Data extract:

use serde_json::Value;

/// One staged input image: a target filename and its base64 payload.
#[derive(Debug, Clone, PartialEq)]
pub struct InputImage {
    pub name: String,
    pub image: String,
}

/// Job payload after validation. `images: None` (absent) is distinct from an
/// empty list.
#[derive(Debug, Clone, PartialEq)]
pub struct JobInput {
    pub workflow: Value,
    pub images: Option<Vec<InputImage>>,
}

const IMAGES_SHAPE_ERROR: &str =
    "'images' must be a list of objects with 'name' and 'image' keys";

/// Normalizes and checks the raw job payload. The error string is the
/// message surfaced verbatim to the host runtime. Pure; no I/O.
pub fn validate(raw: &Value) -> Result<JobInput, String> {
    if raw.is_null() {
        return Err("Please provide input".to_string());
    }

    // String payloads are parsed and then treated like structured ones.
    let parsed;
    let payload = match raw {
        Value::String(text) => {
            parsed = serde_json::from_str::<Value>(text)
                .map_err(|_| "Invalid JSON format in input".to_string())?;
            &parsed
        }
        other => other,
    };

    let workflow = match payload.get("workflow") {
        Some(w) if !w.is_null() => w.clone(),
        _ => return Err("Missing 'workflow' parameter".to_string()),
    };

    let images = match payload.get("images") {
        None | Some(Value::Null) => None,
        Some(Value::Array(entries)) => {
            let mut out = Vec::with_capacity(entries.len());
            for entry in entries {
                let (name, image) = match (
                    entry.get("name").and_then(Value::as_str),
                    entry.get("image").and_then(Value::as_str),
                ) {
                    (Some(name), Some(image)) => (name, image),
                    _ => return Err(IMAGES_SHAPE_ERROR.to_string()),
                };
                out.push(InputImage {
                    name: name.to_string(),
                    image: image.to_string(),
                });
            }
            Some(out)
        }
        Some(_) => return Err(IMAGES_SHAPE_ERROR.to_string()),
    };

    Ok(JobInput { workflow, images })
}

What is required: Once more, write out the records exactly as they are.

Task response:
use serde_json::Value;

/// One staged input image: a target filename and its base64 payload.
#[derive(Debug, Clone, PartialEq)]
pub struct InputImage {
    pub name: String,
    pub image: String,
}

/// Job payload after validation. `images: None` (absent) is distinct from an
/// empty list.
#[derive(Debug, Clone, PartialEq)]
pub struct JobInput {
    pub workflow: Value,
    pub images: Option<Vec<InputImage>>,
}

const IMAGES_SHAPE_ERROR: &str =
    "'images' must be a list of objects with 'name' and 'image' keys";

/// Normalizes and checks the raw job payload. The error string is the
/// message surfaced verbatim to the host runtime. Pure; no I/O.
pub fn validate(raw: &Value) -> Result<JobInput, String> {
    if raw.is_null() {
        return Err("Please provide input".to_string());
    }

    // String payloads are parsed and then treated like structured ones.
    let parsed;
    let payload = match raw {
        Value::String(text) => {
            parsed = serde_json::from_str::<Value>(text)
                .map_err(|_| "Invalid JSON format in input".to_string())?;
            &parsed
        }
        other => other,
    };

    let workflow = match payload.get("workflow") {
        Some(w) if !w.is_null() => w.clone(),
        _ => return Err("Missing 'workflow' parameter".to_string()),
    };

    let images = match payload.get("images") {
        None | Some(Value::Null) => None,
        Some(Value::Array(entries)) => {
            let mut out = Vec::with_capacity(entries.len());
            for entry in entries {
                let (name, image) = match (
                    entry.get("name").and_then(Value::as_str),
                    entry.get("image").and_then(Value::as_str),
                ) {
                    (Some(name), Some(image)) => (name, image),
                    _ => return Err(IMAGES_SHAPE_ERROR.to_string()),
                };
                out.push(InputImage {
                    name: name.to_string(),
                    image: image.to_string(),
                });
            }
            Some(out)
        }
        Some(_) => return Err(IMAGES_SHAPE_ERROR.to_string()),
    };

    Ok(JobInput { workflow, images })
}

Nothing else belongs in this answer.